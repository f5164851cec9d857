//! Trigger configuration
//!
//! - `model`: config file shape and the resolved [`TriggerConfig`]
//! - `loader`: layering of defaults, config.json, env vars and flags

mod loader;
mod model;

pub use loader::{
    default_config_path, load, load_with_env, read_config_file, ConfigOverrides,
    CONFIG_PATH_ENV, PROJECT_PATH_ENV, RECIPIENTS_ENV,
};
pub use model::{
    default_shell, CallingConvention, ConfigFile, ExecutionMode, RecipientSource, TriggerConfig,
    DEFAULT_INTERPRETER, DEFAULT_SCRIPT,
};
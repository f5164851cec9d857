use crate::host::LaunchOutcome;

/// Per-run progress. `Launched`, `Cancelled` and `Failed` are terminal.
#[derive(Debug, Clone, Copy, PartialEq, Eq)]
pub enum TriggerState {
    Idle,
    AwaitingInput,
    Composing,
    Launched,
    Cancelled,
    Failed,
}

/// Result of one trigger run, after any notification has been shown
#[derive(Debug, Clone, PartialEq, Eq)]
pub enum TriggerOutcome {
    Launched {
        /// Zero when the processor was left to prompt on its own
        recipients: usize,
        launch: LaunchOutcome,
    },
    /// Prompt dismissed or blank
    Cancelled,
    /// Input given but no usable recipient in it
    NoRecipients,
    /// The prompt broke or the launcher could not start the processor
    Failed { reason: String },
}

impl TriggerOutcome {
    pub fn is_success(&self) -> bool {
        !matches!(
            self,
            TriggerOutcome::NoRecipients | TriggerOutcome::Failed { .. }
        )
    }
}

::::

The material is to be output in full, exactly as it stands.

### ANSWER TO THE PROBLEM
repository f5164851cec9d857
//! Trigger configuration
//!
//! - `model`: config file shape and the resolved [`TriggerConfig`]
//! - `loader`: layering of defaults, config.json, env vars and flags

mod loader;
mod model;

pub use loader::{
    default_config_path, load, load_with_env, read_config_file, ConfigOverrides,
    CONFIG_PATH_ENV, PROJECT_PATH_ENV, RECIPIENTS_ENV,
};
pub use model::{
    default_shell, CallingConvention, ConfigFile, ExecutionMode, RecipientSource, TriggerConfig,
    DEFAULT_INTERPRETER, DEFAULT_SCRIPT,
};
repository f5164851cec9d857
use crate::host::LaunchOutcome;

/// Per-run progress. `Launched`, `Cancelled` and `Failed` are terminal.
#[derive(Debug, Clone, Copy, PartialEq, Eq)]
pub enum TriggerState {
    Idle,
    AwaitingInput,
    Composing,
    Launched,
    Cancelled,
    Failed,
}

/// Result of one trigger run, after any notification has been shown
#[derive(Debug, Clone, PartialEq, Eq)]
pub enum TriggerOutcome {
    Launched {
        /// Zero when the processor was left to prompt on its own
        recipients: usize,
        launch: LaunchOutcome,
    },
    /// Prompt dismissed or blank
    Cancelled,
    /// Input given but no usable recipient in it
    NoRecipients,
    /// The prompt broke or the launcher could not start the processor
    Failed { reason: String },
}

impl TriggerOutcome {
    pub fn is_success(&self) -> bool {
        !matches!(
            self,
            TriggerOutcome::NoRecipients | TriggerOutcome::Failed { .. }
        )
    }
}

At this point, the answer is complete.